__What you are asked to do__
Find every line in the records below that contains "context", and copy it.

__Given information__
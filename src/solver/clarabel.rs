//! Clarabel solver integration.
//!
//! This module provides the interface to the Clarabel conic solver and the
//! recovery of GP quantities (objective, primal values, sensitivities) from its
//! primal and dual vectors.

use std::collections::BTreeMap;

use clarabel::algebra::CscMatrix as ClarabelCsc;
use clarabel::solver::{
    DefaultSettingsBuilder, DefaultSolver, IPSolver, SolverStatus, SupportedConeT,
};

use super::stuffing::{ConeDims, StuffedProblem};
use crate::error::{GpError, Result};
use crate::expr::{VarId, Values, Variable};

/// Solution status from the solver.
#[derive(Debug, Clone, Copy, PartialEq, Eq)]
pub enum SolveStatus {
    /// Optimal solution found.
    Optimal,
    /// Problem is infeasible.
    Infeasible,
    /// Problem is unbounded.
    Unbounded,
    /// Iteration or time limit reached.
    MaxIterations,
    /// Numerical difficulties.
    NumericalError,
    /// Unknown status.
    Unknown,
}

impl From<SolverStatus> for SolveStatus {
    fn from(status: SolverStatus) -> Self {
        match status {
            SolverStatus::Solved | SolverStatus::AlmostSolved => SolveStatus::Optimal,
            SolverStatus::PrimalInfeasible | SolverStatus::AlmostPrimalInfeasible => {
                SolveStatus::Infeasible
            }
            SolverStatus::DualInfeasible | SolverStatus::AlmostDualInfeasible => {
                SolveStatus::Unbounded
            }
            SolverStatus::MaxIterations => SolveStatus::MaxIterations,
            SolverStatus::MaxTime => SolveStatus::MaxIterations,
            SolverStatus::NumericalError => SolveStatus::NumericalError,
            _ => SolveStatus::Unknown,
        }
    }
}

impl SolveStatus {
    /// Convert a non-optimal status into the matching error.
    pub fn into_result(self, context: &str) -> Result<()> {
        match self {
            SolveStatus::Optimal => Ok(()),
            SolveStatus::Infeasible => Err(GpError::Infeasible(context.to_string())),
            SolveStatus::Unbounded => Err(GpError::Unbounded(context.to_string())),
            other => Err(GpError::SolverError(format!(
                "{}: solver stopped with status {:?}",
                context, other
            ))),
        }
    }
}

/// Solver settings.
#[derive(Debug, Clone)]
pub struct Settings {
    /// Print solver output.
    pub verbose: bool,
    /// Maximum iterations.
    pub max_iter: u32,
    /// Time limit in seconds.
    pub time_limit: f64,
    /// Absolute tolerance.
    pub tol_gap_abs: f64,
    /// Relative tolerance.
    pub tol_gap_rel: f64,
}

impl Default for Settings {
    fn default() -> Self {
        Settings {
            verbose: false,
            max_iter: 100,
            time_limit: f64::INFINITY,
            tol_gap_abs: 1e-8,
            tol_gap_rel: 1e-8,
        }
    }
}

/// Raw conic solution in stuffed coordinates.
#[derive(Debug, Clone)]
pub struct RawSolution {
    /// Solution status.
    pub status: SolveStatus,
    /// Primal vector.
    pub x: Vec<f64>,
    /// Dual vector, one entry per stuffed row.
    pub z: Vec<f64>,
    /// Solve time in seconds.
    pub solve_time: f64,
    /// Number of iterations.
    pub iterations: u32,
}

impl RawSolution {
    /// Optimal value of the log objective.
    pub fn log_objective(&self, problem: &StuffedProblem) -> f64 {
        self.x[problem.objective_col]
    }

    /// Value of a column (a log variable), if present.
    pub fn column(&self, problem: &StuffedProblem, id: VarId) -> Option<f64> {
        problem.var_map.get(id).map(|col| self.x[col])
    }

    /// `d (log objective) / d ln v` for every fixed variable folded into a row.
    pub fn param_sensitivities(&self, problem: &StuffedProblem) -> BTreeMap<VarId, f64> {
        let mut out = BTreeMap::new();
        for (row, info) in problem.rows.iter().enumerate() {
            for (id, d) in &info.params {
                *out.entry(*id).or_insert(0.0) -= self.z[row] * d;
            }
        }
        out
    }

    /// Decrease of the log objective per unit of log relaxation of each source
    /// constraint (`posy <= 1` becoming `posy <= e^s`). Non-negative for inequalities.
    pub fn constraint_sensitivities(&self, problem: &StuffedProblem, count: usize) -> Vec<f64> {
        let mut out = vec![0.0; count];
        for (row, info) in problem.rows.iter().enumerate() {
            if let Some(src) = info.tag.source {
                if src < count {
                    out[src] += self.z[row] * info.tag.ds;
                }
            }
        }
        out
    }
}

/// Solve the stuffed problem using Clarabel.
pub fn solve(problem: &StuffedProblem, settings: &Settings) -> Result<RawSolution> {
    let p = to_clarabel_csc(&problem.p);
    let a = to_clarabel_csc(&problem.a);
    let cones = to_clarabel_cones(&problem.cone_dims);

    let clarabel_settings = DefaultSettingsBuilder::default()
        .verbose(settings.verbose)
        .max_iter(settings.max_iter)
        .time_limit(settings.time_limit)
        .tol_gap_abs(settings.tol_gap_abs)
        .tol_gap_rel(settings.tol_gap_rel)
        .build()
        .map_err(|e| GpError::SolverError(format!("invalid solver settings: {:?}", e)))?;

    let mut solver = DefaultSolver::new(&p, &problem.q, &a, &problem.b, &cones, clarabel_settings);
    solver.solve();

    Ok(RawSolution {
        status: solver.solution.status.into(),
        x: solver.solution.x.clone(),
        z: solver.solution.z.clone(),
        solve_time: solver.solution.solve_time,
        iterations: solver.info.iterations,
    })
}

/// Convert nalgebra CSC to Clarabel CSC.
fn to_clarabel_csc(m: &nalgebra_sparse::CscMatrix<f64>) -> ClarabelCsc<f64> {
    ClarabelCsc::new(
        m.nrows(),
        m.ncols(),
        m.col_offsets().to_vec(),
        m.row_indices().to_vec(),
        m.values().to_vec(),
    )
}

/// Convert cone dimensions to Clarabel cones.
fn to_clarabel_cones(dims: &ConeDims) -> Vec<SupportedConeT<f64>> {
    let mut cones = Vec::new();

    if dims.zero > 0 {
        cones.push(SupportedConeT::ZeroConeT(dims.zero));
    }

    if dims.nonneg > 0 {
        cones.push(SupportedConeT::NonnegativeConeT(dims.nonneg));
    }

    for _ in 0..dims.exp {
        cones.push(SupportedConeT::ExponentialConeT());
    }

    cones
}

/// Solution of a geometric program, in user units.
#[derive(Debug, Clone)]
pub struct Solution {
    /// Solution status.
    pub status: SolveStatus,
    /// Optimal objective value, in the objective's unit.
    pub cost: f64,
    /// Values of free variables, and the substituted values of fixed variables.
    pub primal: Values,
    /// `d ln(cost) / d ln(value)` for every fixed variable.
    pub sensitivities: Values,
    /// Objective improvement in log space per unit log relaxation of each
    /// constraint, by constraint index. Zero for inactive constraints.
    pub constraint_sensitivities: Vec<f64>,
    /// Solve time in seconds.
    pub solve_time: f64,
    /// Number of iterations.
    pub iterations: u32,
}

impl Solution {
    /// Get the value of a variable.
    pub fn value(&self, var: &Variable) -> Option<f64> {
        self.primal.get(var).copied()
    }

    /// Get the value of a variable, returning an error on failure.
    pub fn try_value(&self, var: &Variable) -> Result<f64> {
        self.value(var).ok_or_else(|| {
            GpError::InvalidProblem(format!("variable '{}' is not in the solution", var))
        })
    }

    /// Sensitivity of the log objective to the log of a fixed variable.
    ///
    /// Zero for fixed variables the optimum does not depend on; `None` for
    /// variables that were not fixed.
    pub fn sensitivity(&self, var: &Variable) -> Option<f64> {
        self.sensitivities.get(var).copied()
    }

    /// Log-space objective improvement per unit log relaxation of a constraint.
    pub fn constraint_sensitivity(&self, idx: usize) -> Option<f64> {
        self.constraint_sensitivities.get(idx).copied()
    }
}

impl std::ops::Index<&Variable> for Solution {
    type Output = f64;

    /// Get the value of a variable using index operator.
    ///
    /// # Panics
    ///
    /// Panics if the variable is not in the solution (use `.value()` to check).
    fn index(&self, var: &Variable) -> &f64 {
        match self.primal.get(var) {
            Some(v) => v,
            None => panic!("variable '{}' is not in the solution", var),
        }
    }
}

#[cfg(test)]
mod tests {
    use super::*;

    #[test]
    fn test_default_settings() {
        let settings = Settings::default();
        assert!(!settings.verbose);
        assert_eq!(settings.max_iter, 100);
    }

    #[test]
    fn test_to_clarabel_cones() {
        let dims = ConeDims {
            zero: 2,
            nonneg: 3,
            exp: 4,
        };
        let cones = to_clarabel_cones(&dims);
        assert_eq!(cones.len(), 6);
    }

    #[test]
    fn test_status_mapping() {
        assert_eq!(SolveStatus::from(SolverStatus::AlmostSolved), SolveStatus::Optimal);
        assert_eq!(
            SolveStatus::from(SolverStatus::PrimalInfeasible),
            SolveStatus::Infeasible
        );
        assert!(SolveStatus::Unbounded.into_result("x").unwrap_err().is_unbounded());
        assert!(matches!(
            SolveStatus::MaxIterations.into_result("x"),
            Err(GpError::SolverError(_))
        ));
    }
}
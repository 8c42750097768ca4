//! Error types for gpsca.

use thiserror::Error;

/// Error type for gpsca operations.
#[derive(Debug, Error)]
pub enum GpError {
    /// Terms or constraint sides with incompatible physical dimensions were combined.
    #[error("Unit mismatch: expected {expected}, got {got}")]
    UnitMismatch { expected: String, got: String },

    /// No positive assignment satisfies the constraints.
    #[error("Problem is infeasible: {0}")]
    Infeasible(String),

    /// The objective can be driven to zero or infinity.
    #[error("Problem is unbounded: {0}")]
    Unbounded(String),

    /// The convex solver failed or returned a non-optimal status.
    #[error("Solver error: {0}")]
    SolverError(String),

    /// Invalid problem specification.
    #[error("Invalid problem: {0}")]
    InvalidProblem(String),

    /// Numerical error.
    #[error("Numerical error: {0}")]
    NumericalError(String),

    /// A curve-fit table is malformed or fails its accuracy check.
    #[error("Fit error: {0}")]
    FitError(String),

    /// A unit string could not be parsed.
    #[error("Cannot parse unit '{0}'")]
    UnitParse(String),

    /// Fit table deserialization failed.
    #[error("Fit table parse error: {0}")]
    Parse(#[from] serde_json::Error),

    /// Fit table could not be read.
    #[error("I/O error: {0}")]
    Io(#[from] std::io::Error),
}

impl GpError {
    /// Check if this error reports an infeasible problem.
    pub fn is_infeasible(&self) -> bool {
        matches!(self, GpError::Infeasible(_))
    }

    /// Check if this error reports an unbounded problem.
    pub fn is_unbounded(&self) -> bool {
        matches!(self, GpError::Unbounded(_))
    }
}

/// Result type for gpsca operations.
pub type Result<T> = std::result::Result<T, GpError>;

__Exercise solution__
    pub fn into_result(self, context: &str) -> Result<()> {
            SolveStatus::Infeasible => Err(GpError::Infeasible(context.to_string())),
            SolveStatus::Unbounded => Err(GpError::Unbounded(context.to_string())),
                context, other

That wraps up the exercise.